## Work instruction
Please copy out all lines of the entries that contain the word "ReaderOp".

· · ·

// Copyright (c) 2022-2023 The MobileCoin Foundation

use log::{debug, trace};

use lockbox_core::card::{Key, Transport, Uid, BLOCK_LEN, RAW_BLOCK_LEN};

use crate::{SimCard, SimError, CRC_A};

/// Faults injected by [SimReader]
#[derive(Clone, PartialEq, Debug, Default)]
pub struct Faults {
    /// Fail card selection (UID read failure)
    pub select_error: bool,
    /// Card leaves the field after the first selection
    pub lost_on_reselect: bool,
    /// Fail writes to the provided block
    pub fail_write: Option<u8>,
    /// Fail reads from the provided block
    pub fail_read: Option<u8>,
    /// Corrupt the CRC of every read
    pub corrupt_crc: bool,
    /// Flip payload bits when writing the provided block
    pub corrupt_write: Option<u8>,
}

/// Operations observed by [SimReader]
#[derive(Copy, Clone, PartialEq, Debug)]
pub enum ReaderOp {
    Select,
    Authenticate(u8),
    Read(u8),
    Write(u8),
    Release,
}

/// Simulated reader with an optional card in the field
#[derive(Clone, Debug, Default)]
pub struct SimReader {
    card: Option<SimCard>,
    faults: Faults,
    selects: usize,
    ops: Vec<ReaderOp>,
}

impl SimReader {
    /// Create a reader with the provided card in the field
    pub fn new(card: SimCard) -> Self {
        Self {
            card: Some(card),
            ..Default::default()
        }
    }

    /// Create a reader with an empty field
    pub fn empty() -> Self {
        Self::default()
    }

    /// Set faults to inject
    pub fn with_faults(mut self, faults: Faults) -> Self {
        self.faults = faults;
        self
    }

    /// Card currently in the field
    pub fn card(&self) -> Option<&SimCard> {
        self.card.as_ref()
    }

    /// Place a card in the field
    pub fn insert(&mut self, card: SimCard) {
        self.selects = 0;
        self.card = Some(card);
    }

    /// Remove the card from the field
    pub fn take_card(&mut self) -> Option<SimCard> {
        self.card.take()
    }

    /// Operations executed since creation
    pub fn ops(&self) -> &[ReaderOp] {
        &self.ops
    }

    /// Count of write operations executed
    pub fn writes(&self) -> usize {
        self.ops
            .iter()
            .filter(|o| matches!(o, ReaderOp::Write(_)))
            .count()
    }

    fn card_mut(&mut self, uid: Option<&Uid>) -> Result<&mut SimCard, SimError> {
        match &mut self.card {
            Some(c) if uid.map(|u| u == c.uid()).unwrap_or(true) => Ok(c),
            _ => Err(SimError::NoCard),
        }
    }
}

impl Transport for SimReader {
    type Error = SimError;

    fn select(&mut self) -> Result<Option<Uid>, Self::Error> {
        self.ops.push(ReaderOp::Select);
        self.selects += 1;

        if self.faults.select_error && self.card.is_some() {
            return Err(SimError::Injected);
        }

        if self.faults.lost_on_reselect && self.selects > 1 {
            self.card = None;
        }

        let uid = self.card.as_mut().map(|c| c.select());

        debug!("select: {:02x?}", uid.as_deref());

        Ok(uid)
    }

    fn authenticate(&mut self, uid: &Uid, block: u8, key: &Key) -> Result<(), Self::Error> {
        self.ops.push(ReaderOp::Authenticate(block));

        let r = self.card_mut(Some(uid))?.authenticate(block, key);

        trace!("authenticate block {}: {:?}", block, r);

        r
    }

    fn read(&mut self, block: u8) -> Result<[u8; RAW_BLOCK_LEN], Self::Error> {
        self.ops.push(ReaderOp::Read(block));

        if self.faults.fail_read == Some(block) {
            return Err(SimError::Injected);
        }

        let mut buff = self.card_mut(None)?.read(block)?;

        if self.faults.corrupt_crc {
            buff[BLOCK_LEN] ^= 0xff;
        }

        // Check CRC_A as the reader IC does
        let crc = u16::from_le_bytes([buff[BLOCK_LEN], buff[BLOCK_LEN + 1]]);
        if crc != CRC_A.checksum(&buff[..BLOCK_LEN]) {
            return Err(SimError::Crc);
        }

        Ok(buff)
    }

    fn write(&mut self, block: u8, data: &[u8; BLOCK_LEN]) -> Result<(), Self::Error> {
        self.ops.push(ReaderOp::Write(block));

        if self.faults.fail_write == Some(block) {
            return Err(SimError::Injected);
        }

        let mut data = *data;
        if self.faults.corrupt_write == Some(block) {
            data[0] ^= 0x01;
        }

        self.card_mut(None)?.write(block, &data)
    }

    fn release(&mut self) {
        self.ops.push(ReaderOp::Release);

        if let Some(c) = &mut self.card {
            c.halt();
        }
    }
}
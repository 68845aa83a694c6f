// Copyright (c) 2022-2023 The MobileCoin Foundation

/// Lockbox cycle errors
///
/// None of these are fatal to the device, each collapses to "do not unlock"
/// for the current cycle.
#[derive(Copy, Clone, PartialEq, Eq, Debug)]
#[cfg_attr(feature = "thiserror", derive(thiserror::Error))]
#[repr(u8)]
pub enum Error {
    /// No card in range during the detection window
    #[cfg_attr(feature = "thiserror", error("no card present"))]
    NoCardPresent = 0x00,

    /// Card authenticate / read / write failed
    #[cfg_attr(feature = "thiserror", error("card communication failed"))]
    CardCommunication = 0x01,

    /// Identity committed but trailer rewrite failed
    #[cfg_attr(feature = "thiserror", error("partial enrollment, trailer not rewritten"))]
    PartialEnrollment = 0x02,

    /// Card accepts neither the factory nor the device key
    #[cfg_attr(feature = "thiserror", error("unknown card"))]
    UnknownCard = 0x03,

    /// Wireless link did not connect within the timeout
    #[cfg_attr(feature = "thiserror", error("network unavailable"))]
    NetworkUnavailable = 0x04,

    /// Access service denied the card
    #[cfg_attr(feature = "thiserror", error("access denied"))]
    AccessDenied = 0x05,

    /// Access service request failed
    #[cfg_attr(feature = "thiserror", error("access service request failed"))]
    Service = 0x06,
}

· · ·

## Exercise output
pub enum ReaderOp {
    ops: Vec<ReaderOp>,
    pub fn ops(&self) -> &[ReaderOp] {
            .filter(|o| matches!(o, ReaderOp::Write(_)))
        self.ops.push(ReaderOp::Select);
        self.ops.push(ReaderOp::Authenticate(block));
        self.ops.push(ReaderOp::Read(block));
        self.ops.push(ReaderOp::Write(block));
        self.ops.push(ReaderOp::Release);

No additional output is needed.